■ TASK STATEMENT
Wherever the word "async" occurs in the listing, copy the whole line.
· · · ·
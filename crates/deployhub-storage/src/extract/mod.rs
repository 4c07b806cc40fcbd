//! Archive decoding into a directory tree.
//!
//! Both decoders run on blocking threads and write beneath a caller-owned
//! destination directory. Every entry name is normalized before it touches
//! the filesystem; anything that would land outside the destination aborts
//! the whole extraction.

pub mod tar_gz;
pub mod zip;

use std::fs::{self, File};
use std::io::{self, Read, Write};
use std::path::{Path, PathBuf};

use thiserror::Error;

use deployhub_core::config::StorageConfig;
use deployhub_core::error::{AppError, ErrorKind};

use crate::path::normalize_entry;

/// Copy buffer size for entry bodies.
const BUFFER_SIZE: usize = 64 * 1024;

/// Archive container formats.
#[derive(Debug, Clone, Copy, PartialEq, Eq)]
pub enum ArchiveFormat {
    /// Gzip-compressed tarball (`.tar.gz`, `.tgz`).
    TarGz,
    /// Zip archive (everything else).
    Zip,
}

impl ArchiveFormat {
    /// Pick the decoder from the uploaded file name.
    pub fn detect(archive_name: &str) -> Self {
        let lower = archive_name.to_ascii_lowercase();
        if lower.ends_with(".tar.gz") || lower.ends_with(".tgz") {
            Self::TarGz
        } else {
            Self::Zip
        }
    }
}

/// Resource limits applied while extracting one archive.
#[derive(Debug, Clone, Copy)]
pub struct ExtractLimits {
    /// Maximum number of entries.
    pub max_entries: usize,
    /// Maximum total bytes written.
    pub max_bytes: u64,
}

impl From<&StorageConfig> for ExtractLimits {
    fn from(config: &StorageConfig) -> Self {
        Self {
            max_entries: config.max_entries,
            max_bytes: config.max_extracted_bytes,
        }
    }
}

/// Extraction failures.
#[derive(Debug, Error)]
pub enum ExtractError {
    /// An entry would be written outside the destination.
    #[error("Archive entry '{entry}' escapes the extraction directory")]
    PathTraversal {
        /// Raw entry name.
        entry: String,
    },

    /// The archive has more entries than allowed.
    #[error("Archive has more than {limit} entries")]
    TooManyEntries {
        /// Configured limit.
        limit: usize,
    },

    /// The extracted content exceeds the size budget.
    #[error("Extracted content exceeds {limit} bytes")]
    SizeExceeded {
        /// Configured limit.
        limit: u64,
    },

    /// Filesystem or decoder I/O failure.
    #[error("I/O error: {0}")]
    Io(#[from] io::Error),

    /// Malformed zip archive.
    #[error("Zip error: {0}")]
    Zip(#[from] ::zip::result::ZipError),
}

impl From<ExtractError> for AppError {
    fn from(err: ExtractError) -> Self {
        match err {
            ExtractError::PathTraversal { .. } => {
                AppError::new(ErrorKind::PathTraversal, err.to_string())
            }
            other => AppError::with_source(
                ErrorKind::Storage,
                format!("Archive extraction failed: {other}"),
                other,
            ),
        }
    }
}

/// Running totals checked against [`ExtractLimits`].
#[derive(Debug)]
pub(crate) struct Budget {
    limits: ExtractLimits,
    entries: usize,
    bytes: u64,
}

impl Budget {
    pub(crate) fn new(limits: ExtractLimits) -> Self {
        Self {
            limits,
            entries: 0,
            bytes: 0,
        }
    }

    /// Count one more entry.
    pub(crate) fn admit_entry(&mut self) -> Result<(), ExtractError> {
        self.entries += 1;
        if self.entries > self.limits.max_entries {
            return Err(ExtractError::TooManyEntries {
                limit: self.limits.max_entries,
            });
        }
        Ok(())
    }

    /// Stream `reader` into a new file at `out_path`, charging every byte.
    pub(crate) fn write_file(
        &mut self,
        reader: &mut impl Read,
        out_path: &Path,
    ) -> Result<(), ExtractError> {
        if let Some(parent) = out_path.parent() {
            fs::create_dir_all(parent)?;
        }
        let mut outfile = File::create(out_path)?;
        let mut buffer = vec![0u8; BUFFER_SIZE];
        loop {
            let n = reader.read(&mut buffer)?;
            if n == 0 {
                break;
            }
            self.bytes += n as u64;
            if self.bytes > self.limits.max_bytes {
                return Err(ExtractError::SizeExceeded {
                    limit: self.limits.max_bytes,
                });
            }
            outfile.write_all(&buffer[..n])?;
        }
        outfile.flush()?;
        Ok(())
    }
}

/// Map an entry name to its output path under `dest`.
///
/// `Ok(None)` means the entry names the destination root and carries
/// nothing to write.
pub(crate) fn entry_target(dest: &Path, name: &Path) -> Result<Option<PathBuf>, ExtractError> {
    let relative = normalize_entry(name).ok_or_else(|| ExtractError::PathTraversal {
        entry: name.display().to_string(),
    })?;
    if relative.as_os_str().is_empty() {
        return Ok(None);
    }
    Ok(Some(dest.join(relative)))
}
· · · ·
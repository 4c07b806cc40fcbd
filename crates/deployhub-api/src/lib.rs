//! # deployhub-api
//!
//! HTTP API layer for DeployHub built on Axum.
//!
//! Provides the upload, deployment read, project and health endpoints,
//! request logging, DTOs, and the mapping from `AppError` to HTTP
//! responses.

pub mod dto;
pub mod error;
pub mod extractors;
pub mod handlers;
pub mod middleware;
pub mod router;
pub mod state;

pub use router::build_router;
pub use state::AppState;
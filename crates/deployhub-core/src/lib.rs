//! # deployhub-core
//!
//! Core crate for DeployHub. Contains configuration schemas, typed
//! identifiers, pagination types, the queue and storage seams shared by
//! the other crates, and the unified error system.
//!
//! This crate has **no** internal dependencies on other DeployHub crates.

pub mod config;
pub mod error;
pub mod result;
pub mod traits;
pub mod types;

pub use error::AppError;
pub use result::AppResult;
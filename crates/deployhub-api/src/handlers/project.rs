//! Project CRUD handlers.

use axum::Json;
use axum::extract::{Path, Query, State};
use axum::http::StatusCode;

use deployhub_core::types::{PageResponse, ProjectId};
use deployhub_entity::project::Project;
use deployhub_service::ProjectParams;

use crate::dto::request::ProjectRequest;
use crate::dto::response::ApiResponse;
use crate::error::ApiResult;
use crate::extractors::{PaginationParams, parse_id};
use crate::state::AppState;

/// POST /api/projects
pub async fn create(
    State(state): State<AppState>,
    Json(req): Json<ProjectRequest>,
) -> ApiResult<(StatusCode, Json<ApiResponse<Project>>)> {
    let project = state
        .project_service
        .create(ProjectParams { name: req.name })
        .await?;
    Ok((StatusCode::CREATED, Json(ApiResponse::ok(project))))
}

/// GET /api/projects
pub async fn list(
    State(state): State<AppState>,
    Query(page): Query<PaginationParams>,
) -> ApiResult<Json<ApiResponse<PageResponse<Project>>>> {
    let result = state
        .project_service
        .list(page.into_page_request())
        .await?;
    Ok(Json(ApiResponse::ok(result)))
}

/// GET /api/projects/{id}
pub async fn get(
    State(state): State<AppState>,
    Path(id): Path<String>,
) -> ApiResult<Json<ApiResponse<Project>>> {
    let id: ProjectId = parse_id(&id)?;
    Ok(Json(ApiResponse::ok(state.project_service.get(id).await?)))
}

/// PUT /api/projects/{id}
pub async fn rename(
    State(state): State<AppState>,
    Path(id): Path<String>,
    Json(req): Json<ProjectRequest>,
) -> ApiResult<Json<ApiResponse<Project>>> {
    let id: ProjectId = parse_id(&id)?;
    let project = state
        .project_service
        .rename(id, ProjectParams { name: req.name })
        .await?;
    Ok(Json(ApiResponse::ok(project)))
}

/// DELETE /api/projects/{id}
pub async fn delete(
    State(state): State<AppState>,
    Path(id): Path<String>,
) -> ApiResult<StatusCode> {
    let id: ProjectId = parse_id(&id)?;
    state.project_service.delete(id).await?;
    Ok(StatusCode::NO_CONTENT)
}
· · · ·
■ FINISHED TASK
pub async fn create(
pub async fn list(
pub async fn get(
pub async fn rename(
pub async fn delete(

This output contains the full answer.